Berita utama lainnya minggu ini…
–Jeans Baru dan mitra label mereka ADOR dan HYBE dituntut di AS atas tuduhan bahwa lagu hit mereka pada tahun 2024 “How Sweet” melanggar hak cipta lagu demo sebelumnya.
–Taylor Swiftpengacara ditembakkan kembali pada gugatan merek dagang atas albumnya Kehidupan Seorang Gadis Panggungdengan alasan bahwa penuduhnya hanya mencoba untuk “mendapatkan perhatian fandom Ms. Swift demi keuntungannya sendiri”.
-Berbicara tentang Taylor dan hukum merek dagang: Papan iklanRachel Scharf mendalami banyak sekali merek dagang Swift — dari ‘Swiftie’ hingga ‘Taylor’s Version’ hingga nama-nama kucingnya.

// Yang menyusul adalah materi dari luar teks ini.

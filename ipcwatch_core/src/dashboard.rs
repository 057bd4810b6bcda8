//! IPC TUI Dashboard Module
//! ========================
//!
//! Real-time terminal dashboard over the simulated IPC activity.
//! Uses Ratatui for rendering and Crossbeam for metric delivery.
//!
//! Enable with the `dashboard` feature flag.
//!
//! Features:
//! - Header with session uptime
//! - Stat tiles (events / active processes / avg latency / issues)
//! - Avg-latency sparkline (last 100 refreshes)
//! - Live event table, unresolved issue panel, mechanism distribution

use std::collections::VecDeque;
use std::io;
use std::time::Duration;

use crossbeam::channel::Receiver;
use crossterm::{
    event::{self, Event, KeyCode},
    execute,
    terminal::{disable_raw_mode, enable_raw_mode, EnterAlternateScreen, LeaveAlternateScreen},
};
use ratatui::{
    backend::CrosstermBackend,
    layout::{Constraint, Direction, Layout},
    style::{Color, Modifier, Style},
    text::{Line, Span},
    widgets::{Block, Borders, Gauge, Paragraph, Row, Sparkline, Table},
    Frame, Terminal,
};

use crate::model::{EventStatus, Severity};
use crate::view::DashboardView;

/// Snapshot sent from the simulation driver to the TUI each refresh.
#[derive(Debug, Clone)]
pub struct MetricPacket {
    /// Seconds since the session started.
    pub uptime_secs: u64,

    /// The renderable snapshot for this refresh.
    pub view: DashboardView,
}

/// Formats an uptime as HH:MM:SS.
pub fn format_uptime(secs: u64) -> String {
    format!("{:02}:{:02}:{:02}", secs / 3600, (secs / 60) % 60, secs % 60)
}

fn severity_color(severity: Severity) -> Color {
    match severity {
        Severity::Critical | Severity::High => Color::Red,
        Severity::Medium => Color::Yellow,
        Severity::Low => Color::DarkGray,
    }
}

fn status_color(status: EventStatus) -> Color {
    match status {
        EventStatus::Success => Color::Green,
        EventStatus::Pending => Color::Yellow,
        EventStatus::Failed => Color::Red,
    }
}

/// TUI dashboard for the IPC activity stream.
pub struct IpcDashboard {
    rx: Receiver<MetricPacket>,
    latency_history: VecDeque<u64>,
    latest: Option<MetricPacket>,
    frame_count: usize,
}

impl IpcDashboard {
    /// Create a new dashboard with the metric receiver channel.
    pub fn new(rx: Receiver<MetricPacket>) -> Self {
        Self {
            rx,
            latency_history: VecDeque::with_capacity(100),
            latest: None,
            frame_count: 0,
        }
    }

    /// Run the TUI main loop (blocks until 'q' or Esc).
    pub fn run(&mut self) -> io::Result<()> {
        enable_raw_mode()?;
        let mut stdout = io::stdout();
        execute!(stdout, EnterAlternateScreen)?;
        let backend = CrosstermBackend::new(stdout);
        let mut terminal = Terminal::new(backend)?;

        loop {
            // Non-blocking receive of refresh packets
            while let Ok(packet) = self.rx.try_recv() {
                let latency_val = (packet.view.stats.avg_latency_ms * 100.0) as u64;
                self.latency_history.push_back(latency_val);
                if self.latency_history.len() > 100 {
                    self.latency_history.pop_front();
                }
                self.latest = Some(packet);
            }

            terminal.draw(|f| self.ui(f))?;
            self.frame_count += 1;

            if event::poll(Duration::from_millis(50))? {
                if let Event::Key(key) = event::read()? {
                    if key.code == KeyCode::Char('q') || key.code == KeyCode::Esc {
                        break;
                    }
                }
            }
        }

        disable_raw_mode()?;
        execute!(terminal.backend_mut(), LeaveAlternateScreen)?;
        terminal.show_cursor()?;

        Ok(())
    }

    fn ui(&self, f: &mut Frame) {
        let chunks = Layout::default()
            .direction(Direction::Vertical)
            .margin(1)
            .constraints([
                Constraint::Length(3),  // Header
                Constraint::Length(3),  // Stat tiles
                Constraint::Length(5),  // Latency sparkline
                Constraint::Min(8),     // Event table
                Constraint::Length(7),  // Issues
                Constraint::Length(7),  // Distribution
                Constraint::Length(1),  // Footer
            ])
            .split(f.area());

        let uptime = self
            .latest
            .as_ref()
            .map(|p| format_uptime(p.uptime_secs))
            .unwrap_or_else(|| "00:00:00".to_string());

        let header = Paragraph::new(Line::from(vec![
            Span::styled("IPC Activity Dashboard", Style::default().add_modifier(Modifier::BOLD)),
            Span::raw("  |  "),
            Span::styled(format!("uptime {}", uptime), Style::default().fg(Color::Cyan)),
            Span::raw("  |  "),
            Span::raw(format!("Frame: {}", self.frame_count)),
        ]))
        .block(Block::default().borders(Borders::BOTTOM));
        f.render_widget(header, chunks[0]);

        self.render_stat_tiles(f, chunks[1]);
        self.render_sparkline(f, chunks[2]);
        self.render_event_table(f, chunks[3]);
        self.render_issues(f, chunks[4]);
        self.render_distribution(f, chunks[5]);

        let footer = Paragraph::new("Press 'q' to quit")
            .style(Style::default().fg(Color::DarkGray));
        f.render_widget(footer, chunks[6]);
    }

    fn render_stat_tiles(&self, f: &mut Frame, area: ratatui::layout::Rect) {
        let tiles = Layout::default()
            .direction(Direction::Horizontal)
            .constraints([
                Constraint::Percentage(25),
                Constraint::Percentage(25),
                Constraint::Percentage(25),
                Constraint::Percentage(25),
            ])
            .split(area);

        let stats = self.latest.as_ref().map(|p| p.view.stats);

        let total = stats.map(|s| s.total_events).unwrap_or(0);
        let tile = Paragraph::new(format!("{}", total))
            .style(Style::default().fg(Color::Cyan))
            .block(Block::default().title("Events").borders(Borders::ALL));
        f.render_widget(tile, tiles[0]);

        let active = stats.map(|s| s.active_processes).unwrap_or(0);
        let tile = Paragraph::new(format!("{}", active))
            .style(Style::default().fg(Color::Green))
            .block(Block::default().title("Active Procs").borders(Borders::ALL));
        f.render_widget(tile, tiles[1]);

        let latency = stats.map(|s| s.avg_latency_ms).unwrap_or(0.0);
        let tile = Paragraph::new(format!("{:.2}ms", latency))
            .style(Style::default().fg(Color::Cyan))
            .block(Block::default().title("Avg Latency").borders(Borders::ALL));
        f.render_widget(tile, tiles[2]);

        let issues = stats.map(|s| s.active_issues).unwrap_or(0);
        let issue_color = if issues > 5 {
            Color::Red
        } else if issues > 2 {
            Color::Yellow
        } else {
            Color::Green
        };
        let tile = Paragraph::new(format!("{}", issues))
            .style(Style::default().fg(issue_color).add_modifier(Modifier::BOLD))
            .block(Block::default().title("Active Issues").borders(Borders::ALL));
        f.render_widget(tile, tiles[3]);
    }

    fn render_sparkline(&self, f: &mut Frame, area: ratatui::layout::Rect) {
        let data: Vec<u64> = self.latency_history.iter().cloned().collect();
        let sparkline = Sparkline::default()
            .block(Block::default().title("Avg Latency (last 100 refreshes)").borders(Borders::ALL))
            .data(&data)
            .style(Style::default().fg(Color::Cyan));
        f.render_widget(sparkline, area);
    }

    fn render_event_table(&self, f: &mut Frame, area: ratatui::layout::Rect) {
        let header_cells = ["Source", "Target", "Mechanism", "Op", "Size", "Latency"]
            .iter()
            .map(|h| Span::styled(*h, Style::default().add_modifier(Modifier::BOLD)));
        let header = Row::new(header_cells).height(1);

        let rows: Vec<Row> = self
            .latest
            .iter()
            .flat_map(|p| p.view.events.iter())
            .take(area.height.saturating_sub(3) as usize)
            .map(|e| {
                Row::new(vec![
                    Span::raw(e.source_name.clone()),
                    Span::raw(e.target_name.clone()),
                    Span::raw(e.mechanism.as_str()),
                    Span::raw(e.operation.clone()),
                    Span::raw(format!("{:.1}KB", e.message_size_bytes as f64 / 1024.0)),
                    Span::styled(
                        format!("{:.2}ms", e.latency_ms),
                        Style::default().fg(status_color(e.status)),
                    ),
                ])
            })
            .collect();

        let table = Table::new(
            rows,
            [
                Constraint::Length(12),
                Constraint::Length(12),
                Constraint::Length(14),
                Constraint::Length(10),
                Constraint::Length(10),
                Constraint::Length(10),
            ],
        )
        .header(header)
        .block(Block::default().title("IPC Events").borders(Borders::ALL));
        f.render_widget(table, area);
    }

    fn render_issues(&self, f: &mut Frame, area: ratatui::layout::Rect) {
        let lines: Vec<Line> = match self.latest.as_ref() {
            Some(p) if !p.view.issues.is_empty() => p
                .view
                .issues
                .iter()
                .map(|issue| {
                    Line::from(vec![
                        Span::styled(
                            format!("{} ", issue.severity.as_str()),
                            Style::default()
                                .fg(severity_color(issue.severity))
                                .add_modifier(Modifier::BOLD),
                        ),
                        Span::raw(format!(
                            "{}: {} [{}]",
                            issue.kind,
                            issue.description,
                            issue.affected.join(", ")
                        )),
                    ])
                })
                .collect(),
            _ => vec![Line::from(Span::styled(
                "No active issues detected",
                Style::default().fg(Color::DarkGray),
            ))],
        };

        let panel = Paragraph::new(lines)
            .block(Block::default().title("Active Issues").borders(Borders::ALL));
        f.render_widget(panel, area);
    }

    fn render_distribution(&self, f: &mut Frame, area: ratatui::layout::Rect) {
        let slots = match self.latest.as_ref() {
            Some(p) => &p.view.distribution,
            None => return,
        };

        let rows = Layout::default()
            .direction(Direction::Vertical)
            .constraints(vec![Constraint::Length(1); slots.len()])
            .split(
                Block::default()
                    .title("Mechanism Distribution")
                    .borders(Borders::ALL)
                    .inner(area),
            );
        f.render_widget(
            Block::default().title("Mechanism Distribution").borders(Borders::ALL),
            area,
        );

        for (slot, row) in slots.iter().zip(rows.iter()) {
            let gauge = Gauge::default()
                .gauge_style(Style::default().fg(Color::Cyan))
                .percent(slot.percentage.round() as u16)
                .label(format!("{} {} ({:.1}%)", slot.label, slot.count, slot.percentage));
            f.render_widget(gauge, *row);
        }
    }
}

-Grup Musik Universal mengajukan bandingnya di dalam Garam-N-Pepatawaran untuk mengambil kembali kepemilikan rekaman master mereka, dengan alasan bahwa hak penghentian menurut undang-undang hak cipta tidak bersifat mutlak.
-Hari setelah Ye (sebelumnya Kanye Barat) mengambil posisi sebagai saksi untuk bersaksi bahwa “banyak orang mencoba mengambil keuntungan dari saya,” juri memerintahkan dia untuk melakukannya membayar ganti rugi enam digit atas sampel yang tidak jelas dalam versi awal lagu pemenang Grammy “Hurricane” dari albumnya yang menduduki puncak tangga lagu Sebuah luka.
-Seorang pria Atlanta dituduh mencuri musik yang belum pernah dirilis Beyonce mengambil kesepakatan pembelaan dan mengaku bersalah pada malam persidangan dengan imbalan hukuman yang lebih ringan yaitu dua tahun penjara.
–Ranting FKA adalah dituntut karena pelanggaran merek dagang oleh band indie bernama The Twigs, dua bulan setelah bintang tersebut mengajukan kasus pencegahan yang mengklaim band tersebut mengancam akan menuntutnya.
-Gubernur Maryland Kami Moore ditandatangani secara resmi Undang-Undang Perlindungan Ekspresi Kreatif Artis (PACE), sebuah undang-undang baru yang membatasi kapan jaksa dapat mengandalkan lirik rap sebagai bukti kriminal.
–Kardi B menuduh Tasha K melanggar perintah pembungkaman dengan mengejek mantan suaminya di depan umum Mengimbangi atas dugaan masalah perjudiannya, yang terbaru dalam pertarungannya selama bertahun-tahun dengan blogger gosip tersebut.
–Jason Derulo won keputusan juri menolak klaim musisi sesi Matthew Spatola bahwa dia berhutang kredit penulisan dan produksi pada lagu “Savage Love” yang menduduki puncak tangga lagu tahun 2020.
–Daz Dillingerproduser Death Row Records yang berkolaborasi dengannya Tupac Shakurdiklaim masuk gugatan baru bahwa harta milik ikon rap itu telah membebaninya dengan royalti.
–Akankah Smith won perintah pengadilan mengajukan gugatan pelecehan seksual yang diajukan oleh pemain biola elektrik yang tampil dalam tur Based on a True Story tahun lalu.
–YA Melly sekali lagi ditolak pelepasan obligasi saat dia menunggu persidangan di Florida dalam kasus pembunuhan ganda yang sudah berlangsung lama – sebuah keputusan yang menurut pengacaranya patut “tidak dipercaya dan menimbulkan kemarahan.”